I don’t think there’s an epidemic of teenagers craving incest, if that helps. I think it’s a case that the best and most developed characters in popular fiction are male. Take Molly, from the former best thing on television, Sherlock. As the only female character attracted to Sherlock, you would have assumed that fangirls would have taken her up as an avatar for themselves in their stories. But as a character, she’s not as interesting or complex as John Watson and Sherlock, so she doesn’t grab the viewers’ imagination as much and therefore doesn’t warrant as much attention. Her emotions and feelings are ignored in favour of Sherlock and John’s in the show, so why should she be held as the fan's champion in their own work?

It’s not just teenage girls making boys kiss though; there’s a thing called a Ship War, and this is when groups of fans attack each other over whose ship is better. No, I’m not joking.
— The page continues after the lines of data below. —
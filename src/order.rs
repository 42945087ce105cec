//! Order entity: immutable identity plus mutable residual quantity and status.

use crate::error::EngineError;
use serde::{Deserialize, Serialize};
use std::fmt;

/// Opaque order identifier, unique per symbol across the engine's lifetime.
///
/// Wraps a `u64` rather than a random UUID: event payloads that embed
/// order ids must be byte-identical across replay runs (§8.5), which rules
/// out anything sourced from a random generator.
#[derive(Debug, Clone, Copy, PartialEq, Eq, Hash, PartialOrd, Ord, Serialize, Deserialize)]
pub struct OrderId(pub u64);

impl fmt::Display for OrderId {
    fn fmt(&self, f: &mut fmt::Formatter<'_>) -> fmt::Result {
        write!(f, "{}", self.0)
    }
}

/// Opaque account/owner identifier, used only for self-trade-prevention
/// comparisons. `Owner(0)` is the anonymous owner and always bypasses STP,
/// mirroring the teacher crate's `Hash32::zero()` bypass convention.
#[derive(Debug, Clone, Copy, PartialEq, Eq, Hash, Default, Serialize, Deserialize)]
pub struct Owner(pub u64);

impl Owner {
    /// The anonymous owner. Orders carrying this value never participate
    /// in self-trade-prevention checks.
    pub const ANONYMOUS: Owner = Owner(0);

    /// Returns `true` if this owner is the anonymous sentinel.
    #[must_use]
    pub fn is_anonymous(self) -> bool {
        self == Owner::ANONYMOUS
    }
}

/// Side of the book an order rests on or takes from.
#[derive(Debug, Clone, Copy, PartialEq, Eq, Hash, Serialize, Deserialize)]
pub enum Side {
    /// Buy / bid side.
    Buy,
    /// Sell / ask side.
    Sell,
}

impl Side {
    /// The opposing side — the side a taker on `self` matches against.
    #[must_use]
    pub fn opposite(self) -> Side {
        match self {
            Side::Buy => Side::Sell,
            Side::Sell => Side::Buy,
        }
    }
}

impl fmt::Display for Side {
    fn fmt(&self, f: &mut fmt::Formatter<'_>) -> fmt::Result {
        match self {
            Side::Buy => write!(f, "buy"),
            Side::Sell => write!(f, "sell"),
        }
    }
}

/// Closed tagged variant for order kinds. Unknown kinds are rejected at
/// the command-decoding boundary and never reach the matching core (§9).
#[derive(Debug, Clone, Copy, PartialEq, Eq, Hash, Serialize, Deserialize)]
pub enum OrderKind {
    /// Rests at `price` until filled or cancelled.
    Limit,
    /// Sweeps the opposing book immediately; any remainder is cancelled.
    Market,
    /// Immediate-Or-Cancel: matches what it can right now, cancels the rest.
    Ioc,
    /// Fill-Or-Kill: must fill completely in one pass or the whole order is rejected.
    Fok,
    /// Limit order that only displays `displayed_quantity`; matches against full residual.
    Iceberg,
    /// Held in the stop book; becomes a Market order once the trigger condition holds.
    StopLoss,
    /// Held in the stop book; becomes a Limit order at `price` once the trigger condition holds.
    StopLimit,
}

impl OrderKind {
    /// Human-readable name used in `UnsupportedKind` rejections.
    #[must_use]
    pub fn name(self) -> &'static str {
        match self {
            OrderKind::Limit => "Limit",
            OrderKind::Market => "Market",
            OrderKind::Ioc => "Ioc",
            OrderKind::Fok => "Fok",
            OrderKind::Iceberg => "Iceberg",
            OrderKind::StopLoss => "StopLoss",
            OrderKind::StopLimit => "StopLimit",
        }
    }

    /// `true` for the two kinds the core MUST support unconditionally (§3).
    #[must_use]
    pub fn is_mandatory(self) -> bool {
        matches!(self, OrderKind::Limit | OrderKind::Market)
    }
}

/// Lifecycle status of an [`Order`].
#[derive(Debug, Clone, Copy, PartialEq, Eq, Serialize, Deserialize)]
pub enum OrderStatus {
    /// Resting in the book (or the stop book) with no fills yet.
    Pending,
    /// Some but not all of `quantity` has been filled; resting with a reduced residual.
    PartiallyFilled,
    /// `residual` reached zero through matching.
    Filled,
    /// Removed from the book by a `cancel` command or a cancel-inducing `modify`.
    Canceled,
    /// Rejected at submission; never had book presence.
    Rejected,
    /// Reserved for TTL/GTD orders whose time-in-force elapsed (not produced by the core today).
    Expired,
    /// A stop order that left the stop book and was reintroduced as Market/Limit.
    Triggered,
}

impl OrderStatus {
    /// `true` for statuses from which no further mutation is possible.
    #[must_use]
    pub fn is_terminal(self) -> bool {
        matches!(
            self,
            OrderStatus::Filled
                | OrderStatus::Canceled
                | OrderStatus::Rejected
                | OrderStatus::Expired
        )
    }

    /// Name used in `AlreadyTerminal` diagnostics.
    #[must_use]
    pub fn name(self) -> &'static str {
        match self {
            OrderStatus::Pending => "Pending",
            OrderStatus::PartiallyFilled => "PartiallyFilled",
            OrderStatus::Filled => "Filled",
            OrderStatus::Canceled => "Canceled",
            OrderStatus::Rejected => "Rejected",
            OrderStatus::Expired => "Expired",
            OrderStatus::Triggered => "Triggered",
        }
    }
}

/// A resting or in-flight order. Immutable identity fields plus the
/// mutable `residual`/`status` pair that matching and cancel/modify update.
#[derive(Debug, Clone, Serialize, Deserialize)]
pub struct Order {
    /// Unique identifier, assigned by the client and validated for uniqueness at submit time.
    pub id: OrderId,
    /// Instrument this order belongs to.
    pub symbol: String,
    /// Buy or sell.
    pub side: Side,
    /// Closed order-kind tag.
    pub kind: OrderKind,
    /// Limit price in ticks. `None` for `Market`.
    pub price: Option<i64>,
    /// Trigger price in ticks. `Some` iff `kind` is `StopLoss` or `StopLimit`.
    pub stop_price: Option<i64>,
    /// Original quantity at submission, > 0.
    pub quantity: u64,
    /// Visible portion for `Iceberg`; equals `quantity` for all other kinds.
    pub displayed_quantity: u64,
    /// Remaining unfilled quantity. Invariant: `0 <= residual <= quantity`.
    pub residual: u64,
    /// Engine-assigned monotonically increasing sequence; the tiebreaker after price.
    pub arrival_seq: u64,
    /// Wall-ish admission timestamp from the injected `Clock`. Informational only.
    pub ts_arrival: u64,
    /// Current lifecycle status.
    pub status: OrderStatus,
    /// Owner identity for self-trade-prevention; `Owner::ANONYMOUS` bypasses STP.
    pub owner: Owner,
}

impl Order {
    /// Validates the static fields of a not-yet-admitted order against the
    /// invariants in §4.1: `quantity > 0`; `price > 0` unless Market;
    /// `displayed_quantity <= quantity`; and, if given, `price` is a
    /// multiple of `tick_size`.
    pub fn validate(
        kind: OrderKind,
        price: Option<i64>,
        quantity: u64,
        displayed_quantity: u64,
        tick_size: Option<i64>,
    ) -> Result<(), EngineError> {
        if quantity == 0 {
            return Err(EngineError::InvalidQuantity { quantity });
        }
        if kind != OrderKind::Market {
            match price {
                Some(p) if p > 0 => {
                    if let Some(tick) = tick_size {
                        if tick > 0 && p % tick != 0 {
                            return Err(EngineError::InvalidTickSize {
                                price: p,
                                tick_size: tick,
                            });
                        }
                    }
                }
                _ => return Err(EngineError::InvalidPrice { price: price.unwrap_or(0) }),
            }
        }
        if displayed_quantity > quantity {
            return Err(EngineError::InvalidDisplayedQuantity {
                displayed: displayed_quantity,
                quantity,
            });
        }
        Ok(())
    }

    /// Decrements `residual` by `qty`, updating `status` to `PartiallyFilled`
    /// or `Filled` as appropriate. Called only from the matching context,
    /// which owns both sides of a trade.
    pub fn apply_fill(&mut self, qty: u64) {
        debug_assert!(qty <= self.residual, "fill exceeds residual");
        self.residual = self.residual.saturating_sub(qty);
        self.status = if self.residual == 0 {
            OrderStatus::Filled
        } else {
            OrderStatus::PartiallyFilled
        };
    }

    /// `true` if this order crosses the market, i.e. would match
    /// immediately against the current opposing best price.
    #[must_use]
    pub fn is_aggressive(&self, opposing_best: Option<i64>) -> bool {
        match (self.kind, self.price, opposing_best) {
            (OrderKind::Market, _, _) => true,
            (_, Some(price), Some(best)) => match self.side {
                Side::Buy => price >= best,
                Side::Sell => price <= best,
            },
            _ => false,
        }
    }
}

#[cfg(test)]
mod tests {
    use super::*;

    #[test]
    fn validate_rejects_zero_quantity() {
        let err = Order::validate(OrderKind::Limit, Some(10), 0, 0, None).unwrap_err();
        assert!(matches!(err, EngineError::InvalidQuantity { quantity: 0 }));
    }

    #[test]
    fn validate_rejects_nonpositive_price_for_limit() {
        let err = Order::validate(OrderKind::Limit, Some(0), 10, 10, None).unwrap_err();
        assert!(matches!(err, EngineError::InvalidPrice { .. }));
    }

    #[test]
    fn validate_allows_absent_price_for_market() {
        assert!(Order::validate(OrderKind::Market, None, 10, 10, None).is_ok());
    }

    #[test]
    fn validate_rejects_displayed_over_quantity() {
        let err = Order::validate(OrderKind::Iceberg, Some(10), 10, 20, None).unwrap_err();
        assert!(matches!(err, EngineError::InvalidDisplayedQuantity { .. }));
    }

    #[test]
    fn validate_rejects_tick_size_mismatch() {
        let err = Order::validate(OrderKind::Limit, Some(15), 10, 10, Some(10)).unwrap_err();
        assert!(matches!(err, EngineError::InvalidTickSize { .. }));
    }

    #[test]
    fn apply_fill_transitions_to_partially_filled_then_filled() {
        let mut order = Order {
            id: OrderId(1),
            symbol: "BTC/USD".into(),
            side: Side::Buy,
            kind: OrderKind::Limit,
            price: Some(100),
            stop_price: None,
            quantity: 10,
            displayed_quantity: 10,
            residual: 10,
            arrival_seq: 1,
            ts_arrival: 0,
            status: OrderStatus::Pending,
            owner: Owner::ANONYMOUS,
        };
        order.apply_fill(4);
        assert_eq!(order.residual, 6);
        assert_eq!(order.status, OrderStatus::PartiallyFilled);
        order.apply_fill(6);
        assert_eq!(order.residual, 0);
        assert_eq!(order.status, OrderStatus::Filled);
    }

    #[test]
    fn is_aggressive_for_market_always_true() {
        let order = Order {
            id: OrderId(1),
            symbol: "X".into(),
            side: Side::Buy,
            kind: OrderKind::Market,
            price: None,
            stop_price: None,
            quantity: 1,
            displayed_quantity: 1,
            residual: 1,
            arrival_seq: 0,
            ts_arrival: 0,
            status: OrderStatus::Pending,
            owner: Owner::ANONYMOUS,
        };
        assert!(order.is_aggressive(None));
        assert!(order.is_aggressive(Some(100)));
    }
}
My own experience with Ship Wars started with the Harry Potter and the bloody, ruthless battles between those who shipped Harry/Hermione, and those who shipped Ron/Hermione in the mid 2000s. Non survived unscathed; daughter against mother, husband against wife, father against son (actually, probably not that last one). It was a dark time for a young Harry Potter fan to be exposed to literary atrocities on the Mugglenet message boards as fans tore each other apart in a desperate bid to prove that theirs was the real One True Ship. It didn’t matter when JK Rowling stepped in and wrote an entire book about who ends up with whom (Harry Potter and the Half Blood Prince is about 75% shipping), the Harry/Hermione crowd refused to be silenced, rising from the dead earlier this year when JK Rowling said she thought Harry should have ended up with Hermione after all.
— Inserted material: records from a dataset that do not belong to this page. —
use criterion::{BenchmarkId, Criterion, criterion_group, criterion_main};
use lob_engine::clock::ManualClock;
use lob_engine::order::{OrderId, OrderKind, Owner, Side};
use lob_engine::symbol_book::{SubmitCommand, SymbolBook, SymbolBookConfig};
use std::hint::black_box;
use std::sync::Arc;

fn resting_side_order(id: u64, side: Side, price: i64) -> SubmitCommand {
    SubmitCommand {
        order_id: OrderId(id),
        side,
        kind: OrderKind::Limit,
        price: Some(price),
        stop_price: None,
        quantity: 10,
        displayed_quantity: None,
        owner: Owner::ANONYMOUS,
    }
}

fn book_with_resting_orders(count: u64) -> SymbolBook {
    let book = SymbolBook::new("BENCH", SymbolBookConfig::default(), Arc::new(ManualClock::new(0)));
    let mut sink = |_kind| {};
    for i in 0..count {
        let price = 1_000 + (i % 500) as i64;
        let side = if i % 2 == 0 { Side::Buy } else { Side::Sell };
        let _ = book.submit(resting_side_order(i + 1, side, price), &mut sink);
    }
    book
}

/// Fully crossing one-shot matches against a deep two-sided book.
fn bench_full_cross(c: &mut Criterion) {
    let mut group = c.benchmark_group("matching - full cross");
    for &order_count in &[100, 1_000, 10_000, 50_000] {
        group.bench_with_input(BenchmarkId::new("single_fill", order_count), &order_count, |b, &count| {
            b.iter_with_setup(
                || book_with_resting_orders(count),
                |book| {
                    let mut sink = |_kind| {};
                    let taker = SubmitCommand {
                        order_id: OrderId(count + 1),
                        side: Side::Sell,
                        kind: OrderKind::Limit,
                        price: Some(1_000),
                        stop_price: None,
                        quantity: 10,
                        displayed_quantity: None,
                        owner: Owner::ANONYMOUS,
                    };
                    book.submit(taker, &mut sink).unwrap();
                    black_box(());
                },
            );
        });
    }
    group.finish();
}

/// A Market sweep walking several price levels deep into a resting book.
fn bench_sweep(c: &mut Criterion) {
    let mut group = c.benchmark_group("matching - sweep");
    for &depth in &[10, 100, 1_000] {
        group.bench_with_input(BenchmarkId::new("market_sweep", depth), &depth, |b, &levels| {
            b.iter_with_setup(
                || {
                    let book = SymbolBook::new("BENCH", SymbolBookConfig::default(), Arc::new(ManualClock::new(0)));
                    let mut sink = |_kind| {};
                    for i in 0..levels {
                        let price = 1_000 + i as i64;
                        let _ = book.submit(resting_side_order(i + 1, Side::Sell, price), &mut sink);
                    }
                    book
                },
                |book| {
                    let mut sink = |_kind| {};
                    let taker = SubmitCommand {
                        order_id: OrderId(levels + 1),
                        side: Side::Buy,
                        kind: OrderKind::Market,
                        price: None,
                        stop_price: None,
                        quantity: levels * 10,
                        displayed_quantity: None,
                        owner: Owner::ANONYMOUS,
                    };
                    book.submit(taker, &mut sink).unwrap();
                    black_box(());
                },
            );
        });
    }
    group.finish();
}

criterion_group!(benches, bench_full_cross, bench_sweep);
criterion_main!(benches);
And this is why shipping can get in the way of enjoying and discussing the original work. By spending so much time obsessing which fictional characters should rub their privates against each other, shippers ignore other creative outlets and analysis, which stunts wider conversation about the work. When Half Blood Prince did come out, I recall there was very little talk about the Orwellian nightmare occurring outside of Hogwarts, but there was a lot of energy put into why Lupin and Tonks were obviously right for each other from the beginning. This is not important in the real world by any sense, but when you’re trying to engage with a text, develop analytical skills and teach yourself how to think about literature and the media, it’s less than stimulating to find that all anyone else seems to care about is how much worthier their ship is.

Yeah, it’s mostly harmless fun. But if shipping is the only pleasure that can be derived from a TV show, film or book, then it might be time to look at it again and see if it’s worth the time, and perhaps start to ask more from your entertainment. Because, let's face it, the romantic relationship is usually the dullest part of any story, especially when there’s so much more fun you can have with it.